* [DATA IN THIS EXERCISE]:
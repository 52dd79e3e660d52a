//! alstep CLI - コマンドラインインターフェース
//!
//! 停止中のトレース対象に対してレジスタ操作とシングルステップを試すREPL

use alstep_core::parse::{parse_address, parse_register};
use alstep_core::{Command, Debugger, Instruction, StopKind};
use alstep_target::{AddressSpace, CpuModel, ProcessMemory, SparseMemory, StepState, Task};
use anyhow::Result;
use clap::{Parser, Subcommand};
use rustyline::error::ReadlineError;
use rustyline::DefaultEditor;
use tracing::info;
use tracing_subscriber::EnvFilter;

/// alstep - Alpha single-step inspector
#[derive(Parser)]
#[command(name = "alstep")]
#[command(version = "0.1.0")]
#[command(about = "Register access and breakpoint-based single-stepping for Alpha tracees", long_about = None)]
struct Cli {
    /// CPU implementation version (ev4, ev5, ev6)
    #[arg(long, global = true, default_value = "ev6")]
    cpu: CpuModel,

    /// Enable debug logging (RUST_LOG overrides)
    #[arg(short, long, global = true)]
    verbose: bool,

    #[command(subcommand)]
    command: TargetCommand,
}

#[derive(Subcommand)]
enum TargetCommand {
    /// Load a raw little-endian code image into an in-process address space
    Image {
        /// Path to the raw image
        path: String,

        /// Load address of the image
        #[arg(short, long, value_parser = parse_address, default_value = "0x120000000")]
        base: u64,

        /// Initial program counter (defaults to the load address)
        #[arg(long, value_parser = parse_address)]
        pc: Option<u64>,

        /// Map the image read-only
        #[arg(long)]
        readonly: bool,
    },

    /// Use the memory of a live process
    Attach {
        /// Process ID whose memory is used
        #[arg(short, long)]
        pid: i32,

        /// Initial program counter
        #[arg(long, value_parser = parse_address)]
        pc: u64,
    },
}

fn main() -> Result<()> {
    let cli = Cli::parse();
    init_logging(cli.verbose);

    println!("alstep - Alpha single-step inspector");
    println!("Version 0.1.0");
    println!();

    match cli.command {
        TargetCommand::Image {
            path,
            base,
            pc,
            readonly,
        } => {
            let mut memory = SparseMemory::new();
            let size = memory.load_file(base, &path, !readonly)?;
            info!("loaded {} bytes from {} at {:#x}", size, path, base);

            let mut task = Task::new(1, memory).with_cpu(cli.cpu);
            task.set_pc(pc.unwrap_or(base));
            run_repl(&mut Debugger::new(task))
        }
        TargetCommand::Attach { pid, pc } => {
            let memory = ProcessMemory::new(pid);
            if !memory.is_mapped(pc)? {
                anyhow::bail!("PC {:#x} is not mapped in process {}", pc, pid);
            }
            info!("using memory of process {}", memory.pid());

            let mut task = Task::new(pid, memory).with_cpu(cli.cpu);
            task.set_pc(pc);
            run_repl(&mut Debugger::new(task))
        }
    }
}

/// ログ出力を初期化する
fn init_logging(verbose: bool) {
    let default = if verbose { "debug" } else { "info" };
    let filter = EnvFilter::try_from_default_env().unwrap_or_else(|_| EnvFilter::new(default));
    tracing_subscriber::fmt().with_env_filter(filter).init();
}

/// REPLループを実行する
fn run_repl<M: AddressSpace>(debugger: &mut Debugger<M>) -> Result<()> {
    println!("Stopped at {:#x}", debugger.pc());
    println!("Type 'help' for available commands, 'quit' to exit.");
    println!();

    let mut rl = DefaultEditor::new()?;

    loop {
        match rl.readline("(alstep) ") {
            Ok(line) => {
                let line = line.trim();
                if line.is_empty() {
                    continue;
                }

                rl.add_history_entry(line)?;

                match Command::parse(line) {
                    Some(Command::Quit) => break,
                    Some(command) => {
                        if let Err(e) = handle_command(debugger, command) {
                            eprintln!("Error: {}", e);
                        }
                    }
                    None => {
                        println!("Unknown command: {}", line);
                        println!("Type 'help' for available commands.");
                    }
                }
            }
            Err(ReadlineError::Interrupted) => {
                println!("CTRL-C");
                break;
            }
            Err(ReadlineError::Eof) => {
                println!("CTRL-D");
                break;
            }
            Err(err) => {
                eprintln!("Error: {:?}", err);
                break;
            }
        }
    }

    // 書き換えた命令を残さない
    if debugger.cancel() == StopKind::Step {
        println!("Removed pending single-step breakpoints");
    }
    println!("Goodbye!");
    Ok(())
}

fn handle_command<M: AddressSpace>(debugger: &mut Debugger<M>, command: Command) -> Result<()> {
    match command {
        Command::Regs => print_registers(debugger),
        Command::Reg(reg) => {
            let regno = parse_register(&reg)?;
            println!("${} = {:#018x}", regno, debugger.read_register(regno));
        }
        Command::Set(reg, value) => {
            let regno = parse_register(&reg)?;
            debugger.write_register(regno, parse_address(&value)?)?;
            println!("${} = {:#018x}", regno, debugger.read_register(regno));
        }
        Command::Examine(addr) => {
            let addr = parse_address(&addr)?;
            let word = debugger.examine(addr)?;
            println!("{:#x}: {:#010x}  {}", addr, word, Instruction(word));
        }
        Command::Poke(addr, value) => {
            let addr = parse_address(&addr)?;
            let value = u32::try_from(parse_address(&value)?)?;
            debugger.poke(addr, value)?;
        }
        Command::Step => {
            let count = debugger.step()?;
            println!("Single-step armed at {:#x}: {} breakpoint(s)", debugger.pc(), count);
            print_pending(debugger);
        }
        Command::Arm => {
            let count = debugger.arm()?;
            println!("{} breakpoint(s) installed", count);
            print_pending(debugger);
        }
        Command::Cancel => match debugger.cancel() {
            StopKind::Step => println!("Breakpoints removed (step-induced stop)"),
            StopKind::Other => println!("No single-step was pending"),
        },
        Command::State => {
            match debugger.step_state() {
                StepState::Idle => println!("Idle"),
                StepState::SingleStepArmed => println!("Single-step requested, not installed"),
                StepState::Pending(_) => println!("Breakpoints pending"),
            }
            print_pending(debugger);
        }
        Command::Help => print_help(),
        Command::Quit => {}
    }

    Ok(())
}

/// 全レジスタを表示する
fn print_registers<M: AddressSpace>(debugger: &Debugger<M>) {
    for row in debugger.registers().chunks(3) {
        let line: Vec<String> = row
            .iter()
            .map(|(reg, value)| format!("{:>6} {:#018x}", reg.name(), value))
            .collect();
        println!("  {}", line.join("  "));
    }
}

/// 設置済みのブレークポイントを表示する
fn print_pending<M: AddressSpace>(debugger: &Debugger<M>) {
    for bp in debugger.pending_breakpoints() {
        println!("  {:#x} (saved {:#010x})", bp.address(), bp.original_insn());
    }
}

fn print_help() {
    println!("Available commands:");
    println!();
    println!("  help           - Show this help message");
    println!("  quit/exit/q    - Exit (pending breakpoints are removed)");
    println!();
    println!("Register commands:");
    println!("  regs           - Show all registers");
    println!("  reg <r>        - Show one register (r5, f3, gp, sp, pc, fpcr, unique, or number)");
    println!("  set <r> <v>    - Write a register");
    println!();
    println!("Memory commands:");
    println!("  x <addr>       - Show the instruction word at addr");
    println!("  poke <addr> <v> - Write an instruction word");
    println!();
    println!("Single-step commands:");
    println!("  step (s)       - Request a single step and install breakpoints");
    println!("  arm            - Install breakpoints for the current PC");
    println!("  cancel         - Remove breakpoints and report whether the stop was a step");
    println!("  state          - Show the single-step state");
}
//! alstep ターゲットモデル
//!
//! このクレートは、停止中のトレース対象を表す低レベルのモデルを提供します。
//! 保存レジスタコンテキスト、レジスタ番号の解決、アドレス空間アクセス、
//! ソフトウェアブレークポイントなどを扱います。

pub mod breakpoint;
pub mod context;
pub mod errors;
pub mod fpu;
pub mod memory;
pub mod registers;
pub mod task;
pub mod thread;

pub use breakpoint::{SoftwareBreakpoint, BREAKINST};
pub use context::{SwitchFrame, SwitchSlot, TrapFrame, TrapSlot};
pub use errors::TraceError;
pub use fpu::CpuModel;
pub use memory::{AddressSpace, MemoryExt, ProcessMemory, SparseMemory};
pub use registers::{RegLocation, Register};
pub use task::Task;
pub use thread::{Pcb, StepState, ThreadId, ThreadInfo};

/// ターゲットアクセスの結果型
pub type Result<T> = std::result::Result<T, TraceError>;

==

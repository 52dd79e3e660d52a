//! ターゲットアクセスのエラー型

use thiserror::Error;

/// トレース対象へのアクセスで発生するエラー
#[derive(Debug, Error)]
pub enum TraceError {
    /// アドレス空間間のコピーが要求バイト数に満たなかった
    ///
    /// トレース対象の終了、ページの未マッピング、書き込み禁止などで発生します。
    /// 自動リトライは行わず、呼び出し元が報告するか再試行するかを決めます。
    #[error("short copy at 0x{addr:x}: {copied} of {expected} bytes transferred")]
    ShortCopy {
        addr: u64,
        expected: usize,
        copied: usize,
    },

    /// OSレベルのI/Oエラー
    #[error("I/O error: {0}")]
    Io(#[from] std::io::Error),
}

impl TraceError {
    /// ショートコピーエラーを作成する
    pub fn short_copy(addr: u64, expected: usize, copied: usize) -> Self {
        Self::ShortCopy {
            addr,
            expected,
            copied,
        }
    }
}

--

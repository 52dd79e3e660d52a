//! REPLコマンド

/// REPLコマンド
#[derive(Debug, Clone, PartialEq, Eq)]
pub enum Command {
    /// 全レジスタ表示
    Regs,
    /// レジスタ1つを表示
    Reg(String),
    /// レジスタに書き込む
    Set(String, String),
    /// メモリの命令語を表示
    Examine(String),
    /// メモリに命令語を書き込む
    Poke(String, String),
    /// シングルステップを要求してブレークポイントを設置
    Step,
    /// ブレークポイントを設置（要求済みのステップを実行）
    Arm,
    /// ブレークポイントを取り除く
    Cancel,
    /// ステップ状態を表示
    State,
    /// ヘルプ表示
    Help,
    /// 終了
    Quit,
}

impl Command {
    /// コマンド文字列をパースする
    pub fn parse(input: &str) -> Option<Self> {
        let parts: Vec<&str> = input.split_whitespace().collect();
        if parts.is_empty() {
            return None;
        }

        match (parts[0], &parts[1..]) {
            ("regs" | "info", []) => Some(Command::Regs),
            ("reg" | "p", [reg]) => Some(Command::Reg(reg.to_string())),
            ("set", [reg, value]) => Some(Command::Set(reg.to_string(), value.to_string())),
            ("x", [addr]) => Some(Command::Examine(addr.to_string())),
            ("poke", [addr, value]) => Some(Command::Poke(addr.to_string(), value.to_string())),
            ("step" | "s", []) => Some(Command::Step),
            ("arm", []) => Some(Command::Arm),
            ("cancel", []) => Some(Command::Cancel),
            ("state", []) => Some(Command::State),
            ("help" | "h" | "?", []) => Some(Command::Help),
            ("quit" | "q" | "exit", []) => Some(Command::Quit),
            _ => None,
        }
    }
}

* [PROBLEM DESCRIPTION]:
Each line in the entries above that includes the string "rustyline" should be extracted.

* [YOUR SOLUTION]:
use rustyline::error::ReadlineError;
use rustyline::DefaultEditor;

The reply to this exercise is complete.